JAKARTA, iNews.id - Menteri Keuangan (Menkeu) Sri Mulyani Indrawati menjelaskan soal data transaksi Rp3,3 triliun yang sebelumnya disampaikan Kementerian Keuangan (Kemenkeu) di Komisi XI DPR dengan data transaksi Rp35 triliun yang disampaikan Menteri Koordinator Bidang Politik, Hukum, dan Keamanan (Menko Polhukam) Mahfud MD.
"Perbedaannya dimana Pak Menko bilang Rp35 triliun dan kami bilang Rp3,3 triliun? Rp3,3 triliun memang menyangkut Kemenkeu, Rp18,7 triliun adalah data korporasi, sisanya Rp13 triliun adalah data yang ada nama pegawai Kemenkeu yang merupakan surat-surat yang dikirim ke APH, 64 surat," ujar Sri Mulyani dalam Rapat Dengar Pendapat (RDP) bersama Komisi III DPR dengan Komite Tindak Pidana Pencucian Uang (TPPU) terkait transaksi janggal Rp349 triliun, Selasa (11/4/2023).

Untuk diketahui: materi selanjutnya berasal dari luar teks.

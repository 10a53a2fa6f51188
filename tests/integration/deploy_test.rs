//! Batch deployment integration tests.
//!
//! Drives the executor over real files with the mock transport.

use std::time::Duration;

use pretty_assertions::assert_eq;
use sqldeploy::config::Config;
use sqldeploy::executor::{
    verify_tables, BatchExecutor, CandidateList, MockTransport, PayloadShape, StatementOutcome,
    TableStatus,
};
use sqldeploy::script::SplitMode;
use tempfile::tempdir;

use super::common::{default_candidates, write_file};

const SCHEMA: &str = "\
CREATE TABLE IF NOT EXISTS leagues (id serial primary key, name text);
CREATE TABLE IF NOT EXISTS teams (id serial primary key, name text);
INSERT INTO teams (name) VALUES ('מנצ''סטר סיטי');
";

const POLICIES_ALL_COMMENTS: &str = "\
-- Row level security policies
-- (to be written)
";

const FUNCTIONS: &str = "\
CREATE OR REPLACE VIEW team_names AS SELECT name FROM teams;
";

#[tokio::test]
async fn test_empty_middle_file_does_not_stop_run() {
    let dir = tempdir().unwrap();
    let files = vec![
        write_file(dir.path(), "schema.sql", SCHEMA),
        write_file(dir.path(), "rls-policies.sql", POLICIES_ALL_COMMENTS),
        write_file(dir.path(), "functions.sql", FUNCTIONS),
    ];

    let mock = MockTransport::accepting();
    let executor = BatchExecutor::new(&mock, default_candidates()).with_delay(Duration::ZERO);
    let summary = executor.deploy_all(&files).await;

    assert_eq!(summary.counts(), (2, 3));
    assert_eq!(summary.files[0].counts(), (3, 3));
    assert_eq!(summary.files[1].counts(), (0, 0));
    assert_eq!(summary.files[2].counts(), (1, 1));
    assert_eq!(mock.call_count(), 4);
}

#[tokio::test]
async fn test_unreadable_files_degrade_to_zero_progress() {
    let dir = tempdir().unwrap();
    let files = vec![
        dir.path().join("missing.sql"),
        write_file(dir.path(), "latin1.sql", b"INSERT INTO t VALUES ('caf\xe9');".to_vec()),
        write_file(dir.path(), "functions.sql", FUNCTIONS),
    ];

    let mock = MockTransport::accepting();
    let executor = BatchExecutor::new(&mock, default_candidates()).with_delay(Duration::ZERO);
    let summary = executor.deploy_all(&files).await;

    assert_eq!(summary.counts(), (1, 3));
    assert!(summary.files[0].error.as_deref().unwrap().contains("File error"));
    assert!(summary.files[1]
        .error
        .as_deref()
        .unwrap()
        .contains("Encoding error"));
    assert!(summary.files[2].error.is_none());
}

#[tokio::test]
async fn test_candidate_order_restarts_for_each_statement() {
    let dir = tempdir().unwrap();
    let files = vec![write_file(
        dir.path(),
        "schema.sql",
        "SELECT 1;\nSELECT 2;\n",
    )];

    let mock = MockTransport::new().succeed_on("/rpc/query", PayloadShape::Sql);
    let executor = BatchExecutor::new(&mock, default_candidates()).with_delay(Duration::ZERO);
    let summary = executor.deploy_all(&files).await;

    assert_eq!(
        summary.files[0].statements,
        vec![
            StatementOutcome::Succeeded { candidate: 4 },
            StatementOutcome::Succeeded { candidate: 4 },
        ]
    );

    let calls = mock.calls();
    assert_eq!(calls.len(), 10);
    assert_eq!(calls[0].statement, "SELECT 1");
    assert_eq!(calls[0].candidate.shape, PayloadShape::Query);
    assert_eq!(calls[5].statement, "SELECT 2");
    assert_eq!(calls[5].candidate.shape, PayloadShape::Query);
    assert_eq!(calls[5].candidate.url.path(), "/rest/v1/rpc/sql");
}

#[tokio::test]
async fn test_no_candidate_succeeds() {
    let dir = tempdir().unwrap();
    let files = vec![
        write_file(dir.path(), "schema.sql", SCHEMA),
        write_file(dir.path(), "functions.sql", FUNCTIONS),
    ];

    let mock = MockTransport::unreachable();
    let executor = BatchExecutor::new(&mock, default_candidates()).with_delay(Duration::ZERO);
    let summary = executor.deploy_all(&files).await;

    assert_eq!(summary.counts(), (0, 2));
    assert_eq!(summary.statements_total(), 4);
    assert_eq!(mock.call_count(), 4 * 9);
}

#[tokio::test]
async fn test_executor_from_config() {
    let toml = r#"
[remote]
url = "https://abc.supabase.co"
endpoints = ["/rest/v1/rpc/exec_sql"]
payloads = ["raw"]
statement_delay_ms = 1

[split]
strip_leading_comments = true
"#;
    let config: Config = toml::from_str(toml).unwrap();
    let candidates = CandidateList::from_config(&config.remote).unwrap();
    assert_eq!(candidates.len(), 1);

    let dir = tempdir().unwrap();
    let files = vec![write_file(
        dir.path(),
        "schema.sql",
        "-- teams\nCREATE TABLE IF NOT EXISTS teams (id int);",
    )];

    let mock = MockTransport::new().succeed_on("/exec_sql", PayloadShape::Raw);
    let executor = BatchExecutor::new(&mock, candidates)
        .with_delay(config.remote.statement_delay())
        .with_split_mode(SplitMode::from(&config.split));
    let summary = executor.deploy_all(&files).await;

    assert_eq!(summary.counts(), (1, 1));
    assert_eq!(
        mock.calls()[0].statement,
        "CREATE TABLE IF NOT EXISTS teams (id int)"
    );
}

#[tokio::test]
async fn test_verify_configured_tables_after_deploy() {
    let toml = r#"
[remote]
url = "https://abc.supabase.co"
verify_tables = ["leagues", "teams", "predictions"]
"#;
    let config: Config = toml::from_str(toml).unwrap();

    let dir = tempdir().unwrap();
    let files = vec![write_file(dir.path(), "schema.sql", SCHEMA)];

    let mock = MockTransport::accepting().with_tables(["leagues", "teams"]);
    let executor = BatchExecutor::new(&mock, default_candidates()).with_delay(Duration::ZERO);
    let summary = executor.deploy_all(&files).await;
    assert_eq!(summary.counts(), (1, 1));

    let base = config.remote.base_url().unwrap();
    let report = verify_tables(&mock, &base, &config.remote.verify_tables).await;

    assert_eq!((report.verified(), report.total()), (2, 3));
    assert_eq!(report.checks[2].table, "predictions");
    assert_eq!(report.checks[2].status, TableStatus::Missing);
    // Table reads do not count as statement attempts.
    assert_eq!(mock.call_count(), 3);
}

Sri Mulyani menambahkan, 64 surat tersebut tidak diserahkan ke Kemenkeu, dan Kemenkeu hanya menerima informasi dari PPATK mengenai nomor suratnya saja, maka dia menyebut pihaknya tidak bisa menjelaskan lebih lanjut.
"Makanya di Komisi XI kami fokusnya di pie chart abu-abu Rp22 triliun ini, karena suratnya ke kami dan kami bisa buka kembali data-data menyangkut surat tersebut. Itu yang membedakan, sama datanya tapi beda presentasi, pak Menko menyebutkan Rp35 triliun karena itu semua menyebut nama pegawai Kemenkeu," katanya.
Dalam detail transaksi Rp22 triliun yang berasal dari 135 surat dari PPATK, transaksi ini terkait korporasi dan pegawai, yang menyebutkan nama pegawai Kemenkeu.
Sri menyebut, pihaknya telah memilah dan ternyata dari Rp22 triliun, sebanyak Rp3,3 triliun menyangkut pegawai Kemenkeu. Namun, persepsi publik menganggapnya sebagai korupsi.
"Itu adalah informasi transaksi debit kredit dari para pegawai yang diidentifikasikan disini, termasuk masuk penghasilan resmi, transaksi dengan keluarga, dan jual beli harta untuk kurun waktu 15 tahun sejak 2009 hingga 2023 yang telah ditindaklanjuti," tuturnya.